Collected data

◇ ◇ ◇

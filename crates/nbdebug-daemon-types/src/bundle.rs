use serde::{Deserialize, Serialize};

/// Parameters for a debug bundle generated by the daemon.
#[derive(Debug, Clone, Default, PartialEq, Eq, Deserialize, Serialize)]
pub struct BundleRequest {
    /// Whether the daemon should anonymise identifying data in the archive.
    pub anonymize: bool,
    /// Status report text embedded into the archive.
    pub status: String,
    /// Whether to include host system information.
    pub system_info: bool,
    /// Number of rotated log files to include.
    pub log_file_count: u32,
    /// Service URL used to obtain an upload target; absent when no upload
    /// was requested.
    #[serde(default, skip_serializing_if = "Option::is_none")]
    pub upload_url: Option<String>,
}

/// Outcome of a bundle generation.
#[derive(Debug, Clone, Default, PartialEq, Eq, Deserialize, Serialize)]
pub struct BundleResult {
    /// Path of the archive on the daemon host.
    pub path: String,
    /// Key under which the upload service stored the archive.
    #[serde(default, skip_serializing_if = "Option::is_none")]
    pub uploaded_key: Option<String>,
    /// Reason the upload did not succeed.
    #[serde(default, skip_serializing_if = "Option::is_none")]
    pub upload_failure_reason: Option<String>,
}

impl BundleResult {
    /// Returns the upload failure reason when it carries any text.
    #[must_use]
    pub fn upload_failure(&self) -> Option<&str> {
        self.upload_failure_reason
            .as_deref()
            .filter(|reason| !reason.is_empty())
    }
}
//! Command-line runtime for the Netbird debugging console.
//!
//! The runtime splits configuration flags from command tokens, validates the
//! command before touching the daemon, then opens one connection, runs the
//! command on a current-thread Tokio runtime and closes the connection on
//! every path. Output streams and configuration loading are injectable so the
//! whole flow can be exercised in-process by tests.

use std::ffi::OsString;
use std::process::ExitCode;

use clap::Parser;
use nbdebug_config::Config;
use tokio_util::sync::CancellationToken;
use tracing::{error, info, warn};

mod cli;
mod client;
mod command;
mod config;
mod console;
mod errors;
mod session;
mod status;
mod telemetry;
mod transport;

pub(crate) use cli::Cli;
use client::SocketDaemonClient;
pub(crate) use command::DebugInvocation;
use config::split_config_arguments;
pub(crate) use config::{ConfigLoader, OrthoConfigLoader};
pub use console::{Console, SharedWriter};
pub(crate) use errors::AppError;
use session::{Clock, SystemClock};

/// Consecutive blank lines tolerated while waiting for a daemon response.
pub(crate) const EMPTY_LINE_LIMIT: usize = 10;

struct CliRunner<'a, L: ConfigLoader> {
    console: Console,
    loader: &'a L,
    clock: &'a dyn Clock,
}

impl<'a, L: ConfigLoader> CliRunner<'a, L> {
    fn new(console: Console, loader: &'a L, clock: &'a dyn Clock) -> Self {
        Self {
            console,
            loader,
            clock,
        }
    }

    fn run<I>(&self, args: I) -> ExitCode
    where
        I: IntoIterator<Item = OsString>,
    {
        let args: Vec<OsString> = args.into_iter().collect();
        let split = split_config_arguments(&args);

        let result = Cli::try_parse_from(&split.command_arguments)
            .map_err(AppError::CliUsage)
            .and_then(|cli| DebugInvocation::try_from(cli.command))
            .and_then(|invocation| {
                self.loader
                    .load(&split.config_arguments)
                    .map(|config| (invocation, config))
            })
            .and_then(|(invocation, config)| {
                telemetry::initialise(&config)?;
                self.dispatch(invocation, &config)
            });

        match result {
            Ok(()) => ExitCode::SUCCESS,
            Err(error) => self.report(&error),
        }
    }

    fn report(&self, error: &AppError) -> ExitCode {
        let written = match error {
            AppError::CliUsage(usage) if error.is_informational() => {
                return match self.console.print(&usage.to_string()) {
                    Ok(()) => ExitCode::SUCCESS,
                    Err(_) => ExitCode::FAILURE,
                };
            }
            AppError::CliUsage(usage) => self.console.eprintln(usage.to_string().trim_end()),
            other => self.console.eprintln(format_args!("Error: {other}")),
        };
        if let Err(write_error) = written {
            error!(%write_error, %error, "failed to report error");
        }
        ExitCode::FAILURE
    }

    fn dispatch(&self, invocation: DebugInvocation, config: &Config) -> Result<(), AppError> {
        let runtime = tokio::runtime::Builder::new_current_thread()
            .enable_all()
            .build()
            .map_err(AppError::Runtime)?;
        runtime.block_on(self.execute(invocation, config))
    }

    async fn execute(&self, invocation: DebugInvocation, config: &Config) -> Result<(), AppError> {
        let cancel = CancellationToken::new();
        let interrupt = tokio::spawn(cancel_on_interrupt(cancel.clone()));

        let result = async {
            let connection = transport::connect(config.daemon_socket()).await?;
            let mut client = SocketDaemonClient::new(connection);
            let outcome = invocation
                .execute(&mut client, &self.console, self.clock, &cancel)
                .await;
            if let Err(close_error) = client.close().await {
                error!("Failed to close connection: {close_error}");
            }
            outcome
        }
        .await;

        interrupt.abort();
        result
    }
}

async fn cancel_on_interrupt(cancel: CancellationToken) {
    match tokio::signal::ctrl_c().await {
        Ok(()) => {
            info!("interrupt received, cancelling");
            cancel.cancel();
        }
        Err(listen_error) => warn!(%listen_error, "cannot listen for interrupts"),
    }
}

/// Runs the console with the process configuration sources.
#[must_use]
pub fn run<I>(args: I, console: Console) -> ExitCode
where
    I: IntoIterator<Item = OsString>,
{
    run_with_loader(args, console, &OrthoConfigLoader)
}

/// Runs the console with a custom configuration loader.
pub(crate) fn run_with_loader<I, L>(args: I, console: Console, loader: &L) -> ExitCode
where
    I: IntoIterator<Item = OsString>,
    L: ConfigLoader,
{
    CliRunner::new(console, loader, &SystemClock).run(args)
}

#[cfg(test)]
mod tests;
//! The timed debug session and the pieces it is assembled from.
//!
//! A session captures the daemon's connectivity and log level, forces a
//! verbose reconnect cycle, waits for the requested duration while the daemon
//! logs at trace, then asks the daemon for a bundle and puts back what it
//! changed. The bundle helpers are shared with the one-shot `bundle` command.

pub(crate) mod bundle;
pub(crate) mod orchestrator;
pub(crate) mod snapshot;
mod state;
pub(crate) mod waiter;

use std::io;

use thiserror::Error;
use time::OffsetDateTime;

use crate::client::DaemonError;

pub(crate) use orchestrator::DebugSession;

/// Service the daemon asks for an upload target when none is configured.
pub(crate) const DEFAULT_UPLOAD_URL: &str = "https://upload.debug.netbird.io/upload-url";

/// Bundle options shared by the `bundle` and `for` commands.
#[derive(Debug, Clone, PartialEq, Eq)]
pub(crate) struct DebugOptions {
    pub(crate) log_file_count: u32,
    pub(crate) system_info: bool,
    pub(crate) upload_bundle: bool,
    pub(crate) upload_url: String,
    pub(crate) anonymize: bool,
}

impl Default for DebugOptions {
    fn default() -> Self {
        Self {
            log_file_count: 1,
            system_info: true,
            upload_bundle: false,
            upload_url: DEFAULT_UPLOAD_URL.to_owned(),
            anonymize: false,
        }
    }
}

/// Failures that end a debug session or bundle command.
#[derive(Debug, Error)]
pub(crate) enum SessionError {
    #[error("failed to get status: {0}")]
    GetStatus(#[source] DaemonError),
    #[error("failed to get log level: {0}")]
    GetLogLevel(#[source] DaemonError),
    #[error("failed to up: {0}")]
    Up(#[source] DaemonError),
    #[error("failed to down: {0}")]
    Down(#[source] DaemonError),
    #[error("failed to set log level to TRACE: {0}")]
    Elevate(#[source] DaemonError),
    #[error("failed to enable network map persistence: {0}")]
    EnablePersistence(#[source] DaemonError),
    #[error("failed to bundle debug: {0}")]
    Bundle(#[source] DaemonError),
    #[error("failed to restore log level: {0}")]
    RestoreLogLevel(#[source] DaemonError),
    #[error("upload failed: {0}")]
    UploadFailed(String),
    #[error("daemon state was not fully restored ({failures} step(s) failed)")]
    RestoreIncomplete { failures: usize },
    #[error("debug session cancelled")]
    Cancelled,
    #[error("failed to write output: {0}")]
    Output(#[from] io::Error),
}

/// Source of wall-clock timestamps for snapshot headers.
pub(crate) trait Clock {
    fn now(&self) -> OffsetDateTime;
}

/// Clock backed by the system time in UTC.
#[derive(Debug, Default, Clone, Copy)]
pub(crate) struct SystemClock;

impl Clock for SystemClock {
    fn now(&self) -> OffsetDateTime {
        OffsetDateTime::now_utc()
    }
}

◇ ◇ ◇

Task description
In the answer, the lines from the first line of the data above through the line containing "mod session;" must appear exactly as written, with nothing else.

Written answer
filename crates/nbdebug-daemon-types/src/bundle.rs
use serde::{Deserialize, Serialize};

/// Parameters for a debug bundle generated by the daemon.
#[derive(Debug, Clone, Default, PartialEq, Eq, Deserialize, Serialize)]
pub struct BundleRequest {
    /// Whether the daemon should anonymise identifying data in the archive.
    pub anonymize: bool,
    /// Status report text embedded into the archive.
    pub status: String,
    /// Whether to include host system information.
    pub system_info: bool,
    /// Number of rotated log files to include.
    pub log_file_count: u32,
    /// Service URL used to obtain an upload target; absent when no upload
    /// was requested.
    #[serde(default, skip_serializing_if = "Option::is_none")]
    pub upload_url: Option<String>,
}

/// Outcome of a bundle generation.
#[derive(Debug, Clone, Default, PartialEq, Eq, Deserialize, Serialize)]
pub struct BundleResult {
    /// Path of the archive on the daemon host.
    pub path: String,
    /// Key under which the upload service stored the archive.
    #[serde(default, skip_serializing_if = "Option::is_none")]
    pub uploaded_key: Option<String>,
    /// Reason the upload did not succeed.
    #[serde(default, skip_serializing_if = "Option::is_none")]
    pub upload_failure_reason: Option<String>,
}

impl BundleResult {
    /// Returns the upload failure reason when it carries any text.
    #[must_use]
    pub fn upload_failure(&self) -> Option<&str> {
        self.upload_failure_reason
            .as_deref()
            .filter(|reason| !reason.is_empty())
    }
}
//! Command-line runtime for the Netbird debugging console.
//!
//! The runtime splits configuration flags from command tokens, validates the
//! command before touching the daemon, then opens one connection, runs the
//! command on a current-thread Tokio runtime and closes the connection on
//! every path. Output streams and configuration loading are injectable so the
//! whole flow can be exercised in-process by tests.

use std::ffi::OsString;
use std::process::ExitCode;

use clap::Parser;
use nbdebug_config::Config;
use tokio_util::sync::CancellationToken;
use tracing::{error, info, warn};

mod cli;
mod client;
mod command;
mod config;
mod console;
mod errors;
mod session;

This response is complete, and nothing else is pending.